Le «double Je» français
Officiellement, tout va bien! La Fédération française des échecs (FFE) aime à rappeler que le pays de Philidor rugit dans le Top 10 mondial depuis quelques saisons. La moyenne calculée des dix premiers joueurs de chaque pays au classement Elo permettant ce postulat. L’équipe nationale a même obtenu quelques beaux succès d’estime dans les joutes continentales: deux secondes places en 2001 et en 2013 et même une médaille de bronze aux championnats d’Europe par équipes en 2005. Malheureusement, quelques nations occidentales, capables de nous servir de valeur étalon, donc hors ex-bloc soviétique, sont allées chercher l’or avec un groupe, sur le papier, pas forcément supérieur au nôtre. Ce fut l’Angleterre en 1997, les Pays-Bas en 2001 et 2005 et l’Allemagne en 2011. La gloriole nationale est donc, peut-être, à relativiser.
Le déclin : la Chine et l’Inde ont dépassé la France, désormais 6e nation échiquéenne. L’Allemagne compte 3 fois plus de titrés que la France.
Lorsque l’on s’arrête sur la densité des pays, donc des pratiquants ayant obtenu depuis 1950 le titre officiel de «Grand Maître» ou bien de «Maître», la situation hexagonale est pour le moins caduque. L’optimisme est à la baisse. Cela ne risque du reste pas de s’arranger puisque les nouvelles forces des 64 cases, la Chine et l’Inde en tête, sont en pleine explosion, aidées évidemment par une démographie largement supérieure. Plus proche de nous, le rapport de force avec l’Allemagne est éloquent. Cette dernière n’est que treizième au classement des nations mais elle a produit, depuis soixante-cinq ans, près de quatre fois plus de joueurs titrés que la France! La culture échiquéenne est donc bien plus implantée dans la société civile de l’autre côté du Rhin. Aujourd’hui encore, théoriquement en activité, se trouvent deux fois plus de joueurs titrés allemands que français. Passons sur la qualité des clubs, des infrastructures.
La France des 64 cases se défend mais n’est en aucun cas à l’attaque
En sport de haut niveau comme en diplomatie, le pays qui n’avance pas recule. L’exploit individuel du numéro un français Maxime Vachier-Lagrave, second derrière l’intouchable Magnus Carlsen, au mois de janvier dernier au Tata Chess Steel Tournament, représente moins la résultante d’une politique fédérale et cocardière que l’avènement d’une nouvelle génération de praticiens globalisés du jeu d’échecs.
La France nage à contre-courant.

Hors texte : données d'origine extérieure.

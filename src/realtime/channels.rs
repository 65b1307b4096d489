//! Table subscriptions over the store's change feed
//!
//! `RealtimeChannels` registers handlers for row-level changes of a table.
//! Channels are keyed by `"{table}:{event}"`: subscribing twice with the same
//! key attaches the second handler to the existing channel instead of opening
//! another listener. Each subscription hands back an [`Unsubscribe`] that
//! detaches exactly that handler; a channel whose last handler leaves is
//! closed.
//!
//! ```rust,ignore
//! let channels = RealtimeChannels::new(store.change_feed());
//! let unsubscribe = channels.subscribe_to_table(
//!     TableSubscription::new(Table::AbandonedCarts, |change| {
//!         println!("{:?} on {}", change.event_type, change.table);
//!     }),
//! );
//! // later
//! unsubscribe.unsubscribe();
//! ```

use std::collections::HashMap;
use std::sync::atomic::{AtomicU64, Ordering};
use std::sync::{Arc, Mutex, MutexGuard, RwLock};
use tokio::sync::broadcast::{self, error::RecvError};
use tokio::task::JoinHandle;

use crate::store::{ChangeEvent, ChangeFilter, Table};

/// Callback invoked for every matching change
pub type ChangeHandler = Arc<dyn Fn(&ChangeEvent) + Send + Sync>;

type HandlerList = Arc<RwLock<Vec<(u64, ChangeHandler)>>>;

/// A request to be told about changes to one table
#[derive(Clone)]
pub struct TableSubscription {
    pub table: Table,
    pub event: ChangeFilter,
    pub handler: ChangeHandler,
}

impl TableSubscription {
    /// Subscribe to every kind of change on `table`
    pub fn new<F>(table: Table, handler: F) -> Self
    where
        F: Fn(&ChangeEvent) + Send + Sync + 'static,
    {
        Self {
            table,
            event: ChangeFilter::All,
            handler: Arc::new(handler),
        }
    }

    /// Narrow the subscription to one event filter
    pub fn event(mut self, event: ChangeFilter) -> Self {
        self.event = event;
        self
    }

    fn channel_key(&self) -> String {
        format!("{}:{}", self.table, self.event)
    }
}

/// Cleanup handle returned by a subscription
#[must_use = "the subscription stays active until `unsubscribe` is called"]
pub struct Unsubscribe {
    cleanups: Vec<Box<dyn FnOnce() + Send>>,
}

impl Unsubscribe {
    fn new(cleanup: impl FnOnce() + Send + 'static) -> Self {
        Self {
            cleanups: vec![Box::new(cleanup)],
        }
    }

    /// Combine several handles into one
    pub fn merge(handles: impl IntoIterator<Item = Unsubscribe>) -> Self {
        Self {
            cleanups: handles.into_iter().flat_map(|h| h.cleanups).collect(),
        }
    }

    /// Detach every handler this handle covers
    pub fn unsubscribe(self) {
        for cleanup in self.cleanups {
            cleanup();
        }
    }
}

impl std::fmt::Debug for Unsubscribe {
    fn fmt(&self, f: &mut std::fmt::Formatter<'_>) -> std::fmt::Result {
        f.debug_struct("Unsubscribe")
            .field("subscriptions", &self.cleanups.len())
            .finish()
    }
}

/// An open channel: one feed listener serving all handlers of a key
struct Channel {
    name: String,
    handlers: HandlerList,
    task: JoinHandle<()>,
}

struct ChannelsInner {
    feed: broadcast::Sender<ChangeEvent>,
    channels: Mutex<HashMap<String, Channel>>,
    next_id: AtomicU64,
}

impl ChannelsInner {
    fn channels(&self) -> MutexGuard<'_, HashMap<String, Channel>> {
        self.channels.lock().unwrap_or_else(|e| e.into_inner())
    }

    fn detach(&self, key: &str, handler_id: u64) {
        let mut channels = self.channels();
        let Some(channel) = channels.get(key) else {
            return;
        };

        let empty = {
            let mut handlers = channel.handlers.write().unwrap_or_else(|e| e.into_inner());
            handlers.retain(|(id, _)| *id != handler_id);
            handlers.is_empty()
        };

        if empty {
            if let Some(channel) = channels.remove(key) {
                channel.task.abort();
                tracing::debug!(channel = %channel.name, "Channel closed");
            }
        }
    }
}

/// Subscription manager over a change feed
#[derive(Clone)]
pub struct RealtimeChannels {
    inner: Arc<ChannelsInner>,
}

impl RealtimeChannels {
    pub fn new(feed: broadcast::Sender<ChangeEvent>) -> Self {
        Self {
            inner: Arc::new(ChannelsInner {
                feed,
                channels: Mutex::new(HashMap::new()),
                next_id: AtomicU64::new(1),
            }),
        }
    }

    /// Register a handler for changes to one table
    ///
    /// Must be called from within a Tokio runtime: opening a channel spawns
    /// its listener task. Changes committed after this call returns are
    /// delivered.
    pub fn subscribe_to_table(&self, subscription: TableSubscription) -> Unsubscribe {
        let key = subscription.channel_key();
        let handler_id = self.inner.next_id.fetch_add(1, Ordering::Relaxed);

        {
            let mut channels = self.inner.channels();
            match channels.get(&key) {
                Some(channel) => {
                    channel
                        .handlers
                        .write()
                        .unwrap_or_else(|e| e.into_inner())
                        .push((handler_id, subscription.handler));
                    tracing::debug!(channel = %channel.name, "Reusing channel");
                }
                None => {
                    let channel = self.open_channel(&subscription, handler_id);
                    tracing::debug!(channel = %channel.name, "Channel opened");
                    channels.insert(key.clone(), channel);
                }
            }
        }

        let inner = Arc::clone(&self.inner);
        Unsubscribe::new(move || inner.detach(&key, handler_id))
    }

    /// Subscribe to several tables at once; the handle undoes all of them
    pub fn subscribe_to_multiple_tables(
        &self,
        subscriptions: impl IntoIterator<Item = TableSubscription>,
    ) -> Unsubscribe {
        Unsubscribe::merge(
            subscriptions
                .into_iter()
                .map(|subscription| self.subscribe_to_table(subscription))
                .collect::<Vec<_>>(),
        )
    }

    /// Number of open channels
    pub fn channel_count(&self) -> usize {
        self.inner.channels().len()
    }

    /// Number of handlers attached to the channel for `table`/`event`
    pub fn handler_count(&self, table: Table, event: ChangeFilter) -> usize {
        let key = format!("{}:{}", table, event);
        self.inner
            .channels()
            .get(&key)
            .map(|c| c.handlers.read().unwrap_or_else(|e| e.into_inner()).len())
            .unwrap_or(0)
    }

    /// Close every channel, dropping all handlers
    pub fn close_all(&self) {
        let mut channels = self.inner.channels();
        for (_, channel) in channels.drain() {
            channel.task.abort();
        }
    }

    fn open_channel(&self, subscription: &TableSubscription, handler_id: u64) -> Channel {
        let name = format!("public:{}:{}", subscription.table, subscription.event);
        let handlers: HandlerList = Arc::new(RwLock::new(vec![(
            handler_id,
            Arc::clone(&subscription.handler),
        )]));

        // Subscribe before spawning so nothing committed after this call is missed
        let mut rx = self.inner.feed.subscribe();
        let table = subscription.table;
        let filter = subscription.event;
        let task_handlers = Arc::clone(&handlers);
        let task_name = name.clone();

        let task = tokio::spawn(async move {
            loop {
                match rx.recv().await {
                    Ok(change) => {
                        if change.table != table || !filter.matches(change.event_type) {
                            continue;
                        }
                        let current: Vec<ChangeHandler> = task_handlers
                            .read()
                            .unwrap_or_else(|e| e.into_inner())
                            .iter()
                            .map(|(_, handler)| Arc::clone(handler))
                            .collect();
                        for handler in current {
                            handler(&change);
                        }
                    }
                    Err(RecvError::Lagged(skipped)) => {
                        tracing::warn!(channel = %task_name, skipped, "Channel lagged, changes dropped");
                    }
                    Err(RecvError::Closed) => break,
                }
            }
        });

        Channel {
            name,
            handlers,
            task,
        }
    }
}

Elle a choisi de préférer les «échecs-loisir» alors que beaucoup d’États-nations se réarment sur les 64 cases, refusent d’abdiquer et ont compris que le noble jeu est tout autant un sport, une science qu’un art. C’est un premier niveau. Le second est géostratégique et symbolise depuis la nuit des temps la place des puissants sur «l’échiquier mondial». Fantasmes et réalités s’y mêlent. Qu’importe, c’est une place à tenir. Celle-ci dépend uniquement d’un choix politique fort, qui s’assume et offre le roi des jeux à sa population pour un apprentissage réel de la vie, dans un monde globalisé où les règles, finalement, sont toujours les mêmes. Seuls les protagonistes changent, la France ne tient plus son rang.